Exercise description
What you return must be the lines of the data that hold the word "changes".

Supplied information
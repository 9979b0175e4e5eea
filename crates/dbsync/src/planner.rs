//! Schema pass planning.
//!
//! Compares the catalog against a live snapshot and produces the steps that
//! make the database match. Planning is pure: every emitted operation is
//! replayed onto a private copy of the snapshot, and nothing touches the
//! database until the executor runs the plan.
//!
//! Tables are never altered in place. A table whose column shape differs is
//! renamed to its backup name `__{table}__`, recreated, refilled from the
//! backup and the backup dropped. Tables that disappear from the schema are
//! only renamed to their backup name, so their data can come back if the
//! table is added again.

use std::collections::BTreeSet;

use serde::Serialize;
use tracing::{info, warn};

use crate::catalog::{CatalogTable, SchemaCatalog};
use crate::error::{Result, SyncError};
use crate::hash::content_hash;
use crate::introspect::Capabilities;
use crate::live::{LiveSchema, LiveTable};
use crate::operations::{ColumnDef, CopySource, SyncOperation};
use crate::types::{normalize_type, TypeClass};

/// Backup name of a table.
#[must_use]
pub fn backup_name(table: &str) -> String {
    format!("__{table}__")
}

/// Returns true if `name` looks like a backup table.
#[must_use]
pub fn is_backup_name(name: &str) -> bool {
    name.len() > 4 && name.starts_with("__") && name.ends_with("__")
}

/// Hash of an ordered `(name, type)` column list.
///
/// Types are normalized first so that spelling differences between the
/// schema and what the database reports do not count as changes.
pub fn shape_hash<'a>(fields: impl IntoIterator<Item = (&'a str, &'a str)>) -> Result<String> {
    let shape: Vec<(&str, String)> = fields
        .into_iter()
        .map(|(name, sql_type)| (name, normalize_type(sql_type)))
        .collect();
    content_hash(&shape)
}

fn live_shape(table: &LiveTable) -> Result<String> {
    shape_hash(
        table
            .fields
            .iter()
            .map(|f| (f.name.as_str(), f.sql_type.as_str())),
    )
}

fn catalog_shape(table: &CatalogTable) -> Result<String> {
    shape_hash(
        table
            .fields
            .iter()
            .map(|f| (f.name.as_str(), f.sql_type.as_str())),
    )
}

/// A group of operations reported as one history line.
#[derive(Debug, Clone, PartialEq, Serialize)]
pub struct PlanStep {
    /// History line, e.g. `Alter tbl_demo`.
    pub summary: String,
    /// Operations in execution order.
    pub operations: Vec<SyncOperation>,
    /// How much this step adds to the reported change count.
    pub changes: usize,
}

/// Ordered steps for one pass.
#[derive(Debug, Clone, Default, PartialEq, Serialize)]
pub struct Plan {
    /// Steps in execution order.
    pub steps: Vec<PlanStep>,
}

impl Plan {
    /// Returns true if nothing needs to be done.
    #[must_use]
    pub fn is_empty(&self) -> bool {
        self.steps.is_empty()
    }

    /// Number of steps.
    #[must_use]
    pub fn len(&self) -> usize {
        self.steps.len()
    }

    /// History lines, in order.
    pub fn summaries(&self) -> impl Iterator<Item = &str> {
        self.steps.iter().map(|s| s.summary.as_str())
    }

    /// All operations, in order.
    pub fn operations(&self) -> impl Iterator<Item = &SyncOperation> {
        self.steps.iter().flat_map(|s| s.operations.iter())
    }

    /// Appends a step counted as one change.
    pub fn push(&mut self, summary: impl Into<String>, operations: Vec<SyncOperation>) {
        self.push_counted(summary, 1, operations);
    }

    /// Appends a step counted as `changes` changes.
    pub fn push_counted(
        &mut self,
        summary: impl Into<String>,
        changes: usize,
        operations: Vec<SyncOperation>,
    ) {
        self.steps.push(PlanStep {
            summary: summary.into(),
            operations,
            changes,
        });
    }
}

/// Plans the schema pass.
#[derive(Debug)]
pub struct Planner<'a> {
    catalog: &'a SchemaCatalog,
    capabilities: &'a Capabilities,
    reserved: BTreeSet<String>,
}

impl<'a> Planner<'a> {
    /// Creates a new planner.
    #[must_use]
    pub fn new(catalog: &'a SchemaCatalog, capabilities: &'a Capabilities) -> Self {
        Self {
            catalog,
            capabilities,
            reserved: BTreeSet::new(),
        }
    }

    /// Excludes a table the synchronizer manages itself.
    #[must_use]
    pub fn reserve(mut self, table: impl Into<String>) -> Self {
        self.reserved.insert(table.into());
        self
    }

    fn is_excluded(&self, name: &str) -> bool {
        self.catalog.ignored().contains(name) || self.reserved.contains(name)
    }

    /// Plans the operations that take `live` to the catalog's schema.
    pub fn plan(&self, live: &LiveSchema) -> Result<Plan> {
        let mut state = live.clone();
        let mut plan = Plan::default();

        let orphans: Vec<String> = live
            .table_names()
            .filter(|name| !self.is_excluded(name))
            .filter(|name| !is_backup_name(name))
            .filter(|name| !self.catalog.contains(name))
            .map(ToString::to_string)
            .collect();
        for name in orphans {
            let backup = backup_name(&name);
            ensure_no_backup(&state, &name, &backup)?;
            info!(table = %name, backup = %backup, "Keeping backup of table missing from schema");
            let ops = vec![SyncOperation::rename_table(&name, &backup)];
            apply(&mut state, &mut plan, format!("Rename {name} to {backup}"), ops)?;
        }

        for table in self.catalog.tables() {
            if self.is_excluded(&table.name) {
                continue;
            }
            self.plan_table(table, &mut state, &mut plan)?;
            self.plan_indexes(table, &mut state, &mut plan)?;
        }

        Ok(plan)
    }

    fn plan_table(&self, table: &CatalogTable, state: &mut LiveSchema, plan: &mut Plan) -> Result<()> {
        let name = table.name.as_str();
        let backup = backup_name(name);
        let wanted = catalog_shape(table)?;

        let (summary, ops) = match (state.get_table(name), state.get_table(&backup)) {
            (Some(current), _) => {
                if live_shape(current)? == wanted {
                    return Ok(());
                }
                ensure_no_backup(state, name, &backup)?;
                let copy = copy_rows(table, current, &backup)?;
                let ops = vec![
                    SyncOperation::rename_table(name, &backup),
                    self.create_table(table)?,
                    SyncOperation::DropImplicitIndexes {
                        table: name.to_string(),
                    },
                    copy,
                    SyncOperation::drop_table(&backup),
                ];
                (format!("Alter {name}"), ops)
            }
            (None, Some(saved)) if live_shape(saved)? == wanted => (
                format!("Rename {backup} to {name}"),
                vec![SyncOperation::rename_table(&backup, name)],
            ),
            (None, Some(saved)) => {
                let copy = copy_rows(table, saved, &backup)?;
                let ops = vec![
                    self.create_table(table)?,
                    SyncOperation::DropImplicitIndexes {
                        table: name.to_string(),
                    },
                    copy,
                    SyncOperation::drop_table(&backup),
                ];
                (format!("Alter {name} from {backup}"), ops)
            }
            (None, None) => {
                let ops = vec![
                    self.create_table(table)?,
                    SyncOperation::DropImplicitIndexes {
                        table: name.to_string(),
                    },
                ];
                (format!("Create {name}"), ops)
            }
        };

        info!(table = %name, step = %summary, "Planned table change");
        apply(state, plan, summary, ops)
    }

    fn plan_indexes(&self, table: &CatalogTable, state: &mut LiveSchema, plan: &mut Plan) -> Result<()> {
        let name = table.name.as_str();
        let live = state
            .get_table(name)
            .map(|t| t.indexes.clone())
            .unwrap_or_default();

        for index in live.keys() {
            if table.get_index(index).is_none() {
                let ops = vec![SyncOperation::drop_index(index, name)];
                apply(state, plan, format!("Drop {index} on {name}"), ops)?;
            }
        }

        for index in &table.indexes {
            let fulltext = index.fulltext && self.capabilities.fulltext;
            let create = SyncOperation::create_index(&index.name, name, index.fields.clone(), fulltext);
            let (summary, ops) = match live.get(&index.name) {
                Some(fields) if *fields == index.fields => continue,
                Some(_) => (
                    format!("Alter {} on {name}", index.name),
                    vec![SyncOperation::drop_index(&index.name, name), create],
                ),
                None => (format!("Create {} on {name}", index.name), vec![create]),
            };
            if index.fulltext && !fulltext {
                warn!(
                    table = %name,
                    index = %index.name,
                    "Fulltext indexes are not available, creating a plain index"
                );
            }
            apply(state, plan, summary, ops)?;
        }
        Ok(())
    }

    fn create_table(&self, table: &CatalogTable) -> Result<SyncOperation> {
        let columns = table
            .fields
            .iter()
            .map(|field| {
                let zero = TypeClass::of(&field.sql_type)?.zero_value();
                let column = ColumnDef::new(field.name.clone(), field.sql_type.clone(), zero);
                Ok(if field.primary_key {
                    column.primary_key()
                } else {
                    column
                })
            })
            .collect::<Result<Vec<_>>>()?;
        let foreign_keys = table
            .fields
            .iter()
            .filter_map(|f| f.foreign_key.as_ref().map(|t| (f.name.clone(), t.clone())))
            .collect();
        Ok(SyncOperation::create_table(
            table.name.clone(),
            columns,
            foreign_keys,
            self.capabilities.engine_for(table.fulltext),
        ))
    }
}

fn ensure_no_backup(state: &LiveSchema, table: &str, backup: &str) -> Result<()> {
    if state.contains(backup) {
        return Err(SyncError::BackupConflict {
            table: table.to_string(),
            backup: backup.to_string(),
        });
    }
    Ok(())
}

/// Copies every destination column from the source column of the same name,
/// or from the type's zero value when the source lacks it.
fn copy_rows(table: &CatalogTable, source: &LiveTable, source_name: &str) -> Result<SyncOperation> {
    let columns = table
        .fields
        .iter()
        .map(|field| {
            let from = if source.get_field(&field.name).is_some() {
                CopySource::Column
            } else {
                CopySource::Literal(TypeClass::of(&field.sql_type)?.zero_value().to_string())
            };
            Ok((field.name.clone(), from))
        })
        .collect::<Result<Vec<_>>>()?;
    Ok(SyncOperation::CopyRows {
        target: table.name.clone(),
        source: source_name.to_string(),
        columns,
    })
}

fn apply(
    state: &mut LiveSchema,
    plan: &mut Plan,
    summary: String,
    operations: Vec<SyncOperation>,
) -> Result<()> {
    for op in &operations {
        state.apply_operation(op)?;
    }
    plan.push(summary, operations);
    Ok(())
}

Answer below
/// schema and what the database reports do not count as changes.
    pub changes: usize,
    /// Appends a step counted as `changes` changes.
        changes: usize,
            changes,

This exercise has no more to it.